-- TASK GOAL --
From the entries that follow, list every line in which the string "ClassProbability" appears.

──────────────────────────────

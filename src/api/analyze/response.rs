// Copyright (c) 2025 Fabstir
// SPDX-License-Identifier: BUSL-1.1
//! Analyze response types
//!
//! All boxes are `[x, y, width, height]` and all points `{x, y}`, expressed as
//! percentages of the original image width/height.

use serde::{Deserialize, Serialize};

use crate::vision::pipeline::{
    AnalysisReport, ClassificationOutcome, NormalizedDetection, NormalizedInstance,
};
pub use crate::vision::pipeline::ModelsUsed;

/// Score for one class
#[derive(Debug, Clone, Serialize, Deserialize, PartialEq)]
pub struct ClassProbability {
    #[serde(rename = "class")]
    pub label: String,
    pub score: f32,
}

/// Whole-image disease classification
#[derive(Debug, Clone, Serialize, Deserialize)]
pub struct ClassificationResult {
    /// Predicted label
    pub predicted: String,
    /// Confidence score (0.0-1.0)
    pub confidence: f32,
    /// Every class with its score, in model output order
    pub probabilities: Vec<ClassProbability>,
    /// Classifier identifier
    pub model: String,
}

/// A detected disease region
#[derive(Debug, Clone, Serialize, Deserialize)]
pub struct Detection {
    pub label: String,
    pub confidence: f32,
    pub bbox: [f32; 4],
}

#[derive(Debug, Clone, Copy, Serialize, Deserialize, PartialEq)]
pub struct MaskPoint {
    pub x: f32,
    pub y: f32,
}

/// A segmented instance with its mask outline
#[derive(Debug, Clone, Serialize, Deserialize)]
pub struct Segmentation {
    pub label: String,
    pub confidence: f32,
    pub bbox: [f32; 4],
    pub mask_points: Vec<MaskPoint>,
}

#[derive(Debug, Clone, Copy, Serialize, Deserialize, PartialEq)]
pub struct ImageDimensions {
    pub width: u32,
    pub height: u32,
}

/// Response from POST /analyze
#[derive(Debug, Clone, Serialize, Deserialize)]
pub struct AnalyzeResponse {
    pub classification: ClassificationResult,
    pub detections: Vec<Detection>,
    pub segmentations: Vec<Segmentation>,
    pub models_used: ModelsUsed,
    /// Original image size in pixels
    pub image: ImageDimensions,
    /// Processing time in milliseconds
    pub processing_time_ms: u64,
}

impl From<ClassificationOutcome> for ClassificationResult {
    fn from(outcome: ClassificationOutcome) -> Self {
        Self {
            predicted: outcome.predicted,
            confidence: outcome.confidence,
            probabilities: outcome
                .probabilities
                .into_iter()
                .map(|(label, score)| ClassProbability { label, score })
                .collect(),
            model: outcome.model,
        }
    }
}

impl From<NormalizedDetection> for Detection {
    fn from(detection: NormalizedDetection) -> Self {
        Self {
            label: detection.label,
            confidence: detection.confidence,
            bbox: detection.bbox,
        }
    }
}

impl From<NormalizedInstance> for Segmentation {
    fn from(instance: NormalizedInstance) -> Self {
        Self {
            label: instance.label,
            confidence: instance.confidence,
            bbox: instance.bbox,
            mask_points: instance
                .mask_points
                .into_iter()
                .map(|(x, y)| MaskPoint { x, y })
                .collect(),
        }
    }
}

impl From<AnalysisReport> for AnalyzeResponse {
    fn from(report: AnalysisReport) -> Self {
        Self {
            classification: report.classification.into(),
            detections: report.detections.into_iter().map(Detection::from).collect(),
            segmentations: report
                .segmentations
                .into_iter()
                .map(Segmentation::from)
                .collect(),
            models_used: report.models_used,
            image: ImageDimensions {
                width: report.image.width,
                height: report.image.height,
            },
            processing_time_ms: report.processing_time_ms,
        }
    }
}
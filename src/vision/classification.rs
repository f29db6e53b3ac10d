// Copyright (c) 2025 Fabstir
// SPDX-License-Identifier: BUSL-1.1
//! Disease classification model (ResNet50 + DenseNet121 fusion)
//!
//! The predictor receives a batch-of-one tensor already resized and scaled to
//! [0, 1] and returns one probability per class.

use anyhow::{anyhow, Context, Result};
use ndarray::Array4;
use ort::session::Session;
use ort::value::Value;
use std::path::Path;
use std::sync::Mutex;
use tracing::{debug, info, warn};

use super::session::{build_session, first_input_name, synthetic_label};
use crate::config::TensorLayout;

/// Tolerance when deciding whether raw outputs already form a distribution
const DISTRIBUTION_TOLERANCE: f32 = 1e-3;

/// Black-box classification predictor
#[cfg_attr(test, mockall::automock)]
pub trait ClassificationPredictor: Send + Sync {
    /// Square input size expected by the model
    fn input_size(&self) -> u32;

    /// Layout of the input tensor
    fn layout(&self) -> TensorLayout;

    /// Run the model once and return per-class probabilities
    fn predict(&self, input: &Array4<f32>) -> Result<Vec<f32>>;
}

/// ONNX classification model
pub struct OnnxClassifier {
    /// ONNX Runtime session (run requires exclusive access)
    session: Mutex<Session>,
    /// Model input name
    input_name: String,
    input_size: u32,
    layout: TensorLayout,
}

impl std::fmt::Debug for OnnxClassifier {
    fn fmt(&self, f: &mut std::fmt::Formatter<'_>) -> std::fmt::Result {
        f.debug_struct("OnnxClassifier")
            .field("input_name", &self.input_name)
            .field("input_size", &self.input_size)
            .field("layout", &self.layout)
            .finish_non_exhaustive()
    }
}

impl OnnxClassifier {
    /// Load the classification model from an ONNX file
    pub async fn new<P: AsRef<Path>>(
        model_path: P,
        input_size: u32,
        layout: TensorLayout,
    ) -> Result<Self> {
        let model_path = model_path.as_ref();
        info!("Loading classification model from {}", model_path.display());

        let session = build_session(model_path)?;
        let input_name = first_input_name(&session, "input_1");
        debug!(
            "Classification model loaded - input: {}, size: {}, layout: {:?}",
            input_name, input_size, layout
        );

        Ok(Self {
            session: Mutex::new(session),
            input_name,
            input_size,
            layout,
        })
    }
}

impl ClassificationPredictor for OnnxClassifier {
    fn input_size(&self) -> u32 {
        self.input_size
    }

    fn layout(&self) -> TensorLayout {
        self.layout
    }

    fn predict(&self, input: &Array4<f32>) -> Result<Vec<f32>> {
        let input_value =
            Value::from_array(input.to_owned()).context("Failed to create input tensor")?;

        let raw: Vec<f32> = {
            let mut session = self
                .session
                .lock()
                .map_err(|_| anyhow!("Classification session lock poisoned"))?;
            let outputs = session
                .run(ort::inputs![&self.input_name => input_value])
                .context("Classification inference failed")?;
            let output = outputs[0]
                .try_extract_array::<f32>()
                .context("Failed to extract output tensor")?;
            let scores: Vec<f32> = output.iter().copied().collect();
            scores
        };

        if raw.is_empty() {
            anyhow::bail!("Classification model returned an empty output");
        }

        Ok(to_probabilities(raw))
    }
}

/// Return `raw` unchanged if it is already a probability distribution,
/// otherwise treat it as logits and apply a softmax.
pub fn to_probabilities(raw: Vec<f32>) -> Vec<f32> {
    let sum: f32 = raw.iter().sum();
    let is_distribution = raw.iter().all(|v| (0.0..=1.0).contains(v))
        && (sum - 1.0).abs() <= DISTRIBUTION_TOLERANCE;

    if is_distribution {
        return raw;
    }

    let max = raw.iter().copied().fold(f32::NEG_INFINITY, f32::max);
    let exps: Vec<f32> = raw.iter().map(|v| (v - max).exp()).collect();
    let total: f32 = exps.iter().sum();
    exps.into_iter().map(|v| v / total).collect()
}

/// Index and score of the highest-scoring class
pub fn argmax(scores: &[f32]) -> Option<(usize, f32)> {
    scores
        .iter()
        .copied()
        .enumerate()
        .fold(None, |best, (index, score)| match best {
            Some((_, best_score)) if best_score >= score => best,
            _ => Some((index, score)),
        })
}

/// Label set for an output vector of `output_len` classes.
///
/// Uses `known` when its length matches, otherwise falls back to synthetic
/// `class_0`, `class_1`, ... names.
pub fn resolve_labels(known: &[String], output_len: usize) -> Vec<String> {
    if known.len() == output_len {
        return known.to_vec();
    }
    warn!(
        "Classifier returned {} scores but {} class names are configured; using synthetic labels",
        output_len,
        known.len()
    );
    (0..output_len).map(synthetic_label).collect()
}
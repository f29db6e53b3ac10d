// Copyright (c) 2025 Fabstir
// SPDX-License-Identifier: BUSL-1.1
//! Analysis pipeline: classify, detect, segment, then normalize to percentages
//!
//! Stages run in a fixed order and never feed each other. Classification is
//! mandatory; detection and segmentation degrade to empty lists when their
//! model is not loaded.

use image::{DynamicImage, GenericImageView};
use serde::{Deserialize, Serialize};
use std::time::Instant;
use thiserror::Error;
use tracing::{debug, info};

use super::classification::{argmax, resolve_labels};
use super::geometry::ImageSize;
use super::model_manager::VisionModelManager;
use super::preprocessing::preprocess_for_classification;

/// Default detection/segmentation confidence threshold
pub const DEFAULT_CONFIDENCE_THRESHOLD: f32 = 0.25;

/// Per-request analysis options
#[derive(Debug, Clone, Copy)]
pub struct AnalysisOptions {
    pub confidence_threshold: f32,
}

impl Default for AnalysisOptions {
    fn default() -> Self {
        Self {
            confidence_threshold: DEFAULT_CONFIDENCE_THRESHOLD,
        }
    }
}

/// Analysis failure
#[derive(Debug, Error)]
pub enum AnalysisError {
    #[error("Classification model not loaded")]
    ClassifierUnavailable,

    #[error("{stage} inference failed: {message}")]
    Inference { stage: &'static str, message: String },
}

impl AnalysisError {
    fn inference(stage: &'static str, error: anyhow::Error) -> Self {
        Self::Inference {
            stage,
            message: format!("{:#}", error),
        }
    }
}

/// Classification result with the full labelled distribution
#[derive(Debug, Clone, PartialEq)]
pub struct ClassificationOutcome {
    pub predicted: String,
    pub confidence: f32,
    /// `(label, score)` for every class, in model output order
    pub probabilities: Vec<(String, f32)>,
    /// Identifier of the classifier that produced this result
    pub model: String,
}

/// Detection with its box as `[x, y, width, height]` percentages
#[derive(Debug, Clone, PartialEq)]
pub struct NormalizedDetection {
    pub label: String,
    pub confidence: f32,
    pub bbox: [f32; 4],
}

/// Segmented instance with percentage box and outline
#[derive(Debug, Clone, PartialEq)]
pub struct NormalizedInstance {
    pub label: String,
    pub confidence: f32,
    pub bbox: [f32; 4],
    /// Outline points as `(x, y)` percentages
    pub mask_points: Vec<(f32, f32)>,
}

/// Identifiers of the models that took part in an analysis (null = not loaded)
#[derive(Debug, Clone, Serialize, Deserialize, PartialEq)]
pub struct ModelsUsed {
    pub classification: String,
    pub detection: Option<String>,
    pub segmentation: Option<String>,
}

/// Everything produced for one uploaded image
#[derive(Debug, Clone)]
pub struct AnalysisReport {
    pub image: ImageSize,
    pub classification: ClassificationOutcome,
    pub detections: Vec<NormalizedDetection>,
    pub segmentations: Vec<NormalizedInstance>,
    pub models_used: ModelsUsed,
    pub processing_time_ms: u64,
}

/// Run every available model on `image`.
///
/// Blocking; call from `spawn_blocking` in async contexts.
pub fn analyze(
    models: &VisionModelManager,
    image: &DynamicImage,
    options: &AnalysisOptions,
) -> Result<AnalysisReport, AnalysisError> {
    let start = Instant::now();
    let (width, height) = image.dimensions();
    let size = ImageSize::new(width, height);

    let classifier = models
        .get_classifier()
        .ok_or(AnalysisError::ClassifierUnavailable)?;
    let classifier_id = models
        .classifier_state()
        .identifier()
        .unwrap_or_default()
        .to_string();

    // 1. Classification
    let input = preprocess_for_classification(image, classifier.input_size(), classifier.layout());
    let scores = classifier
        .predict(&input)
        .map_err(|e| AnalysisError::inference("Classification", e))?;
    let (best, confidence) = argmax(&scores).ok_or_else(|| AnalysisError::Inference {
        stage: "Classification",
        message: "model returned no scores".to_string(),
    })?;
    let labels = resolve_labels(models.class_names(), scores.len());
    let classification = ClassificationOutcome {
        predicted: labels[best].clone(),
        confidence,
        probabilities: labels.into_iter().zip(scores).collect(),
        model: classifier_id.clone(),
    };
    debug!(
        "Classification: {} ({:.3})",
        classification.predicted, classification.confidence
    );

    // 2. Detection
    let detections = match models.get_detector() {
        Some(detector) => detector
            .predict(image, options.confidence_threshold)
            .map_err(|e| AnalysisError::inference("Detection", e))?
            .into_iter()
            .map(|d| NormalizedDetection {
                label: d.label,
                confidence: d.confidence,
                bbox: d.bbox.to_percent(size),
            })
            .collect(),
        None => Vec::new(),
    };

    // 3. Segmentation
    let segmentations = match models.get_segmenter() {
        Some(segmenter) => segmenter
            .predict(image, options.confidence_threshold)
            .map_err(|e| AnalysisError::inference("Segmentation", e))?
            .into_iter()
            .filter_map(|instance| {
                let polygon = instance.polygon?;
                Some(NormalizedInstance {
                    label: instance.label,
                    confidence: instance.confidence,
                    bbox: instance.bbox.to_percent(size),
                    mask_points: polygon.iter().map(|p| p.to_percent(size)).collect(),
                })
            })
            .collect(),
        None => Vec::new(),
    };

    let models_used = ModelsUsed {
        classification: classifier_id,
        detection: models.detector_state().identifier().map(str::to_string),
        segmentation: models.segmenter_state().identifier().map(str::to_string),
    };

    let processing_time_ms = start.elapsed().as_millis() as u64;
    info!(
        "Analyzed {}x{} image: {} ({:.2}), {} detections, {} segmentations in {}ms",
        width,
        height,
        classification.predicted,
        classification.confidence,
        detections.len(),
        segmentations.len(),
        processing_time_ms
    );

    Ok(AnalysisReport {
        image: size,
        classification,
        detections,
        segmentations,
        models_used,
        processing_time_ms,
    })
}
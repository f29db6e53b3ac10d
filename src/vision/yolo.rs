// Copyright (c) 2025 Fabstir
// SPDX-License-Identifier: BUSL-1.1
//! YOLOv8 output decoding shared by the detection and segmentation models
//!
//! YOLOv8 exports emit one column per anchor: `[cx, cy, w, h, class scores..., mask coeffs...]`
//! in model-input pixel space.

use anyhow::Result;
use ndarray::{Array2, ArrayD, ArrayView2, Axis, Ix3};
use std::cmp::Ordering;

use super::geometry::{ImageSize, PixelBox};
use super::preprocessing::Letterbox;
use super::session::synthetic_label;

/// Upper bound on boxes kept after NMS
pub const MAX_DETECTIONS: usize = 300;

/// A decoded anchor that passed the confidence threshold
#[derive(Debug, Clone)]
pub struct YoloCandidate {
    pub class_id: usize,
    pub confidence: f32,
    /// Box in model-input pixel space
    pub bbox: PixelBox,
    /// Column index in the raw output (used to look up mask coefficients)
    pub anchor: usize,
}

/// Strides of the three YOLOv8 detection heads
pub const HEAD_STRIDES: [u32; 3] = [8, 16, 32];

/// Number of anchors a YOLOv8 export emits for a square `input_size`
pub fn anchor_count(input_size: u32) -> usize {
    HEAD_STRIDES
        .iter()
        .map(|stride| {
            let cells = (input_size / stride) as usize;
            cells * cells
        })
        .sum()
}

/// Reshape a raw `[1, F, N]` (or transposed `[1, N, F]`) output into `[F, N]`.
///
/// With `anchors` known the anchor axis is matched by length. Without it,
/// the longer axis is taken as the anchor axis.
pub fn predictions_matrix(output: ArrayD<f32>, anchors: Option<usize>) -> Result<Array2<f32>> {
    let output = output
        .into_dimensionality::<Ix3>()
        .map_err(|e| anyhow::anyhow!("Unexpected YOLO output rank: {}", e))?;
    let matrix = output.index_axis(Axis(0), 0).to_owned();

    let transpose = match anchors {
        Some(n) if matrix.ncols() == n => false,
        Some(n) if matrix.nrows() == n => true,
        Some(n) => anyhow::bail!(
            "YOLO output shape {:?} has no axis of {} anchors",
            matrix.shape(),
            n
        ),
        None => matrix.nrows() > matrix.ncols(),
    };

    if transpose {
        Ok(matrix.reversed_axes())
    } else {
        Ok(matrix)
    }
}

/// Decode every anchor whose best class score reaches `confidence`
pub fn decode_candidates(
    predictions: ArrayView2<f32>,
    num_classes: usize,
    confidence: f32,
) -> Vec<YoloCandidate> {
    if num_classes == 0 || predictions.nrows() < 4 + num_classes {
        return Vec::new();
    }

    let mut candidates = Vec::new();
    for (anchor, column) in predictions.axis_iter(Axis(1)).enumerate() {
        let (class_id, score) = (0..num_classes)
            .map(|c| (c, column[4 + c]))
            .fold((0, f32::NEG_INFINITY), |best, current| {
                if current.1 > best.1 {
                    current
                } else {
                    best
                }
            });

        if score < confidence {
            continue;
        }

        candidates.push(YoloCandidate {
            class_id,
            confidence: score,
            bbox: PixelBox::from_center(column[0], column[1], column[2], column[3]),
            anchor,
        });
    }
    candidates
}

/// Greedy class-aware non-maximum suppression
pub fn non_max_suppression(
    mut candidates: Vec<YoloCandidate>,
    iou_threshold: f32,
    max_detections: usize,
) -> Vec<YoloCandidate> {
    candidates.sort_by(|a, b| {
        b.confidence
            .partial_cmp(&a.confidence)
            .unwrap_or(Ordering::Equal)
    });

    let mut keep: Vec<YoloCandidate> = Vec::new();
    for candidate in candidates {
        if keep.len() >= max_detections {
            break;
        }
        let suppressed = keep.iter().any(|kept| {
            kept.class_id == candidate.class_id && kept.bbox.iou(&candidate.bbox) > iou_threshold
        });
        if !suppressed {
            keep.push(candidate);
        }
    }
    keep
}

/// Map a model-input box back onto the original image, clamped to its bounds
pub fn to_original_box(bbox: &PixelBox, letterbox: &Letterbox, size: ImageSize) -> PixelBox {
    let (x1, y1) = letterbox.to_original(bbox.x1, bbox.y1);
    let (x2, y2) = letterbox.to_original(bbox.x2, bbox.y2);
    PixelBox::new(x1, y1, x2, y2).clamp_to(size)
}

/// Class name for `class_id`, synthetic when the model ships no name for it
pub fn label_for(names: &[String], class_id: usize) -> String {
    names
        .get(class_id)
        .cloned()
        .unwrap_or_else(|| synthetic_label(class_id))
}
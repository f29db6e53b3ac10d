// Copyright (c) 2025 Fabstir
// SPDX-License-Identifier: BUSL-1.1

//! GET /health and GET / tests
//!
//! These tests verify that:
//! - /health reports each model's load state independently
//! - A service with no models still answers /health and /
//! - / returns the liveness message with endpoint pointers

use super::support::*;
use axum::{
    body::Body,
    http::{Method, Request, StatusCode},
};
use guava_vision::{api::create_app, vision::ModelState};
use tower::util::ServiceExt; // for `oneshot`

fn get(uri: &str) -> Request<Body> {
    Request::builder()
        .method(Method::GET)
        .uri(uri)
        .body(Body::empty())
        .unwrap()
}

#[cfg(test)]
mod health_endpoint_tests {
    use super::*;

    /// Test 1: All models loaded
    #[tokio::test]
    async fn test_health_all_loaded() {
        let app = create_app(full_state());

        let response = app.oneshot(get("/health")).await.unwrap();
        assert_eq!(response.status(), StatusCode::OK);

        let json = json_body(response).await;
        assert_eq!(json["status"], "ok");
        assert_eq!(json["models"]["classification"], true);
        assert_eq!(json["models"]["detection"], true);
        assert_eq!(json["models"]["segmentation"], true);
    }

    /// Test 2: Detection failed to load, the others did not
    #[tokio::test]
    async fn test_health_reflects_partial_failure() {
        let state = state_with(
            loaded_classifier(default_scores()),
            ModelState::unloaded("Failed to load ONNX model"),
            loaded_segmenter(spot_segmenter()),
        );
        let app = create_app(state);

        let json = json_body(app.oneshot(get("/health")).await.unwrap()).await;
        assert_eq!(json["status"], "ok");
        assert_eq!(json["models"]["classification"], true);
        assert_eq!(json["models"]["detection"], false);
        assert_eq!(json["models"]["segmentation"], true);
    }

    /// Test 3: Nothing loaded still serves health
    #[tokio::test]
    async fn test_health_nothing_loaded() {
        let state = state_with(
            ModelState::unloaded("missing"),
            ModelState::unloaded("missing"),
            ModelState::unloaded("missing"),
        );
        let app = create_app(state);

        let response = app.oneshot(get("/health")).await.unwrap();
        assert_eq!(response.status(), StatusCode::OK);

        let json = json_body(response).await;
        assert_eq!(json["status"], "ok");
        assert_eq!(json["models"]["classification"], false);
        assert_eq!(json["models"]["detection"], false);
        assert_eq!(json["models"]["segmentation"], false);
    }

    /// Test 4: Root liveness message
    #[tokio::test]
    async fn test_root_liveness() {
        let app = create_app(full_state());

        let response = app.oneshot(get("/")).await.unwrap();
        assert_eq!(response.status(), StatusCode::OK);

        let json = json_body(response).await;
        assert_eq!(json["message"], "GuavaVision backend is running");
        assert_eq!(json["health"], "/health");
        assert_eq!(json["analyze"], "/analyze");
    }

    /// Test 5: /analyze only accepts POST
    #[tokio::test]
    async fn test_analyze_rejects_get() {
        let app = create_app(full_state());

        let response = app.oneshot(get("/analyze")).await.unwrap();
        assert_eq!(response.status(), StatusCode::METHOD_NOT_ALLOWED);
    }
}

──────────────────────────────

-- TASK OUTPUT --
pub struct ClassProbability {
    pub probabilities: Vec<ClassProbability>,
                .map(|(label, score)| ClassProbability { label, score })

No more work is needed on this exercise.